● Task item: Please reproduce the entries below exactly, starting at the first line and ending with the line that holds "pub const TOKEN_ENV: &str".

● Stored data:
——————

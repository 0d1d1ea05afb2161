//! Administrator authentication.
//!
//! There is no ambient "current user": every store operation takes an
//! explicit [`Admin`] value, and the CLI builds one by checking the caller's
//! secret against the SHA-256 hash stored in the `admins` table. The secret
//! comes from `--token` or from the `HOURBOOK_ADMIN_TOKEN` environment
//! variable.

use crate::errors::{AppError, AppResult};
use chrono::Local;
use rusqlite::{Connection, OptionalExtension, params};
use sha2::{Digest, Sha256};

pub const TOKEN_ENV: &str = "HOURBOOK_ADMIN_TOKEN";

/// Proof of an authenticated administrator.
#[derive(Debug, Clone)]
pub struct Admin {
    pub id: i64,
    pub username: String,
}

/// Lowercase hex SHA-256 of the token. Only hashes are persisted.
pub fn hash_token(token: &str) -> String {
    let digest = Sha256::digest(token.as_bytes());
    digest.iter().map(|b| format!("{:02x}", b)).collect()
}

/// Random token handed out by `init` when the caller did not supply one.
pub fn generate_token() -> String {
    uuid::Uuid::new_v4().to_string()
}

/// Resolve the caller's secret: the explicit flag wins over the environment.
pub fn resolve_token(flag: Option<&str>) -> AppResult<String> {
    if let Some(token) = flag {
        return Ok(token.to_string());
    }
    std::env::var(TOKEN_ENV).map_err(|_| {
        AppError::Unauthorized(format!(
            "no administrator token given (use --token or set {})",
            TOKEN_ENV
        ))
    })
}

/// Look up the administrator matching the given secret.
pub fn authenticate(conn: &Connection, token: &str) -> AppResult<Admin> {
    let hash = hash_token(token);
    let found = conn
        .query_row(
            "SELECT id, username FROM admins WHERE token_hash = ?1",
            [&hash],
            |row| {
                Ok(Admin {
                    id: row.get(0)?,
                    username: row.get(1)?,
                })
            },
        )
        .optional()?;

    found.ok_or_else(|| AppError::Unauthorized("invalid administrator token".to_string()))
}

pub fn admin_exists(conn: &Connection) -> AppResult<bool> {
    let count: i64 = conn.query_row("SELECT COUNT(*) FROM admins", [], |row| row.get(0))?;
    Ok(count > 0)
}

/// Create the administrator account unless one already exists.
/// Returns true when a new account was written.
pub fn create_admin(conn: &Connection, username: &str, token: &str) -> AppResult<bool> {
    if admin_exists(conn)? {
        return Ok(false);
    }
    conn.execute(
        "INSERT INTO admins (username, token_hash, created_at) VALUES (?1, ?2, ?3)",
        params![username, hash_token(token), Local::now().to_rfc3339()],
    )?;
    Ok(true)
}
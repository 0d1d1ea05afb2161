pub mod employees;
pub mod hours;
pub mod initialize;
pub mod log;
pub mod migrate;
pub mod pool;
pub mod projects;
pub mod stats;

use crate::errors::AppError;

/// Map a SQLite unique/check failure to the domain constraint error.
/// Anything else stays a plain database error.
pub(crate) fn map_constraint(err: rusqlite::Error, what: &str) -> AppError {
    match &err {
        rusqlite::Error::SqliteFailure(e, _)
            if e.code == rusqlite::ErrorCode::ConstraintViolation =>
        {
            AppError::ConstraintViolation(what.to_string())
        }
        _ => AppError::Db(err),
    }
}
use crate::cli::commands::open_authenticated;
use crate::cli::parser::{Cli, Commands};
use crate::config::Config;
use crate::core::report::ReportLogic;
use crate::errors::AppResult;
use crate::export::fs_utils::ensure_writable;
use crate::export::report_pdf;
use crate::ui::messages::{info, success};
use crate::utils::path::resolve_output_path;

pub fn handle(cli: &Cli, cfg: &Config) -> AppResult<()> {
    if let Commands::Report {
        employee,
        month,
        year,
        out,
        force,
    } = &cli.command
    {
        let (pool, admin) = open_authenticated(cli, cfg)?;

        let report = ReportLogic::generate(&pool.conn, &admin, cfg, *employee, *month, *year)?;

        let file = match out {
            Some(f) => f.clone(),
            None => ReportLogic::default_file_name(*employee, report.month, report.year),
        };
        let path = resolve_output_path(&file)?;
        ensure_writable(&path, *force)?;

        report_pdf::write_report(&report, &path)?;

        if report.empty_notice.is_some() {
            info(format!(
                "No hours recorded in {}; wrote an empty report.",
                report.period
            ));
        }
        success(format!(
            "Report for {} ({}) written to {}",
            report.employee_name,
            report.period,
            path.display()
        ));
    }

    Ok(())
}
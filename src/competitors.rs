use anyhow::{Context, Result};
use serde_json::Value;
use tracing::info;

/// SerpAPI Google search used to list a brand's competitors.
#[derive(Clone)]
pub struct SearchClient {
    client: reqwest::Client,
    api_url: String,
    api_key: Option<String>,
}

impl SearchClient {
    pub fn new(client: reqwest::Client, api_url: String, api_key: Option<String>) -> Self {
        Self {
            client,
            api_url,
            api_key,
        }
    }

    /// Links of the organic results for `"{brand_name} competitors"`.
    /// Transport, HTTP and API errors all propagate.
    pub async fn fetch_competitors(&self, brand_name: &str) -> Result<Vec<String>> {
        let api_key = self
            .api_key
            .as_deref()
            .context("SERPAPI_API_KEY is not set")?;
        let query = format!("{} competitors", brand_name);

        let response = self
            .client
            .get(&self.api_url)
            .query(&[("engine", "google"), ("q", query.as_str()), ("api_key", api_key)])
            .send()
            .await
            .context("Competitor search request failed")?;

        let status = response.status();
        let body: Value = response
            .json()
            .await
            .context("Failed to decode competitor search response")?;

        if let Some(message) = body.get("error").and_then(Value::as_str) {
            anyhow::bail!("Competitor search failed ({}): {}", status, message);
        }
        if !status.is_success() {
            anyhow::bail!("Competitor search failed: HTTP {}", status);
        }

        let links = competitor_links(&body);
        info!("Found {} competitor links for {:?}", links.len(), brand_name);
        Ok(links)
    }
}

/// `link` of every `organic_results` entry, in order. Entries without one are skipped.
pub fn competitor_links(results: &Value) -> Vec<String> {
    results
        .get("organic_results")
        .and_then(Value::as_array)
        .map(|entries| {
            entries
                .iter()
                .filter_map(|e| e.get("link").and_then(Value::as_str))
                .map(str::to_string)
                .collect()
        })
        .unwrap_or_default()
}
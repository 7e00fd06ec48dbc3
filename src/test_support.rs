//! In-process stand-ins for the storefront and the search API.

use axum::extract::Query;
use axum::http::StatusCode;
use axum::routing::get;
use axum::{Json, Router};
use serde_json::{json, Value};
use std::collections::HashMap;

pub const STORE_HTML: &str = r#"<html>
<head><title>Acme Outfitters</title></head>
<body>
  <a href="/policies/privacy-policy">Privacy Policy</a>
  <a href="/pages/faq">FAQ</a>
  <a href="/products/trail-shoe">Trail Shoe</a>
  <a href="https://instagram.com/acme">Instagram</a>
  <p>Email hello@acme.com</p>
</body>
</html>"#;

pub const STORE_FEED: &str = r#"{"products":[
  {"title":"Shirt","variants":[{"price":"19.99"}],"handle":"shirt"},
  {"title":"Cap","variants":[{"price":7}],"handle":"cap"}
]}"#;

pub const SLOW_FEED: &str = r#"{"products":[]}"#;

pub const BLANK_HTML: &str = "<html><head></head><body><p>Nothing here.</p></body></html>";

/// Serve `router` on an ephemeral port and return its base URL.
pub async fn spawn_server(router: Router) -> String {
    let listener = tokio::net::TcpListener::bind("127.0.0.1:0").await.unwrap();
    let addr = listener.local_addr().unwrap();
    tokio::spawn(async move {
        axum::serve(listener, router).await.unwrap();
    });
    format!("http://{}", addr)
}

pub fn storefront_router() -> Router {
    Router::new()
        .route("/", get(|| async { axum::response::Html(STORE_HTML) }))
        .route("/products.json", get(|| async { STORE_FEED }))
}

/// A page with nothing extractable and no feed.
pub fn blank_router() -> Router {
    Router::new().route("/", get(|| async { axum::response::Html(BLANK_HTML) }))
}

/// SerpAPI lookalike. The first organic result echoes the query as
/// `q:<query>`, the second has no link, then one result per entry in `links`.
pub fn search_router(links: Vec<&'static str>) -> Router {
    Router::new().route(
        "/search.json",
        get(move |Query(params): Query<HashMap<String, String>>| {
            let links = links.clone();
            async move {
                if params.get("api_key").map(String::as_str) != Some("test-key") {
                    return (
                        StatusCode::UNAUTHORIZED,
                        Json(json!({ "error": "Invalid API key." })),
                    );
                }
                let q = params.get("q").cloned().unwrap_or_default();
                let mut results: Vec<Value> = vec![
                    json!({ "position": 1, "link": format!("q:{}", q) }),
                    json!({ "position": 2, "title": "no link here" }),
                ];
                results.extend(links.iter().map(|l| json!({ "title": "x", "link": l })));
                (StatusCode::OK, Json(json!({ "organic_results": results })))
            }
        }),
    )
}
use std::sync::LazyLock;

use scraper::{ElementRef, Html, Selector};

use super::patterns::{extract_emails, extract_phone_numbers, find_links, ANCHOR_SEL};
use crate::models::{BrandResponse, Faq, Product, ABOUT_NOT_FOUND};

static TITLE_SEL: LazyLock<Selector> = LazyLock::new(|| Selector::parse("title").unwrap());
static ABOUT_SEL: LazyLock<Selector> =
    LazyLock::new(|| Selector::parse("section#about").unwrap());

const SOCIAL_NETWORKS: &[&str] = &["instagram", "facebook", "twitter", "tiktok"];
const HERO_FALLBACK_TITLE: &str = "Hero Product";

const PRIVACY_KEYWORDS: &[&str] = &["privacy"];
const REFUND_KEYWORDS: &[&str] = &["refund", "return"];
const FAQ_KEYWORDS: &[&str] = &["faq", "help"];
const CONTACT_KEYWORDS: &[&str] = &["contact"];

/// Map a storefront's root page to a response. `products` is left empty
/// (the feed fills it) and `competitors` starts as an empty list.
pub fn extract_page(base_url: &str, html: &str) -> BrandResponse {
    let document = Html::parse_document(html);
    let text: String = document.root_element().text().collect();
    let links = anchor_links(&document);

    let privacy_links = find_links(&document, PRIVACY_KEYWORDS);
    let refund_links = find_links(&document, REFUND_KEYWORDS);
    let faq_links = find_links(&document, FAQ_KEYWORDS);
    let contact_links = find_links(&document, CONTACT_KEYWORDS);

    let privacy_policy = privacy_links.first().cloned().unwrap_or_default();
    let refund_policy = refund_links.first().cloned().unwrap_or_default();

    let important_links: Vec<String> = privacy_links
        .into_iter()
        .chain(refund_links)
        .chain(faq_links)
        .chain(contact_links)
        .collect();

    let social_handles = links
        .iter()
        .filter(|(href, _)| SOCIAL_NETWORKS.iter().any(|s| href.contains(s)))
        .map(|(href, _)| href.clone())
        .collect();

    BrandResponse {
        brand_name: Some(title(&document).unwrap_or_default()),
        about: Some(about(&document).unwrap_or_else(|| ABOUT_NOT_FOUND.to_string())),
        contact_emails: extract_emails(&text),
        phone_numbers: extract_phone_numbers(&text),
        social_handles,
        products: Vec::new(),
        hero_products: hero_products(base_url, &links),
        privacy_policy: Some(privacy_policy),
        refund_policy: Some(refund_policy),
        faqs: faqs(&links),
        important_links,
        competitors: Some(Vec::new()),
    }
}

/// (href, trimmed text) for every anchor with an href, in document order.
fn anchor_links(document: &Html) -> Vec<(String, String)> {
    document
        .select(&ANCHOR_SEL)
        .filter_map(|a| {
            let href = a.value().attr("href")?;
            Some((href.to_string(), element_text(&a).trim().to_string()))
        })
        .collect()
}

fn title(document: &Html) -> Option<String> {
    document
        .select(&TITLE_SEL)
        .next()
        .map(|el| element_text(&el).trim().to_string())
}

fn about(document: &Html) -> Option<String> {
    let section = document.select(&ABOUT_SEL).next()?;
    Some(
        section
            .text()
            .flat_map(str::split_whitespace)
            .collect::<Vec<_>>()
            .join(" "),
    )
}

fn hero_products(base_url: &str, links: &[(String, String)]) -> Vec<Product> {
    let base = base_url.trim_end_matches('/');
    links
        .iter()
        .filter(|(href, _)| href.contains("/products/"))
        .map(|(href, text)| Product {
            title: if text.is_empty() {
                HERO_FALLBACK_TITLE.to_string()
            } else {
                text.clone()
            },
            price: None,
            url: Some(format!("{}{}", base, href)),
        })
        .collect()
}

// Any link mentioning "faq" becomes a pseudo question; page contents are not read.
fn faqs(links: &[(String, String)]) -> Vec<Faq> {
    links
        .iter()
        .filter(|(href, _)| href.to_lowercase().contains("faq"))
        .map(|(href, text)| Faq {
            question: text.clone(),
            answer: format!("Available on {}", href),
        })
        .collect()
}

fn element_text(el: &ElementRef) -> String {
    el.text().collect()
}
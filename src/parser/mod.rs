pub mod page;
pub mod patterns;
pub mod products;

pub use page::extract_page;
pub use products::parse_product_feed;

——————

● Reply to the task:
repository 0d1d1ea05afb2161
//! Administrator authentication.
//!
//! There is no ambient "current user": every store operation takes an
//! explicit [`Admin`] value, and the CLI builds one by checking the caller's
//! secret against the SHA-256 hash stored in the `admins` table. The secret
//! comes from `--token` or from the `HOURBOOK_ADMIN_TOKEN` environment
//! variable.

use crate::errors::{AppError, AppResult};
use chrono::Local;
use rusqlite::{Connection, OptionalExtension, params};
use sha2::{Digest, Sha256};

pub const TOKEN_ENV: &str = "HOURBOOK_ADMIN_TOKEN";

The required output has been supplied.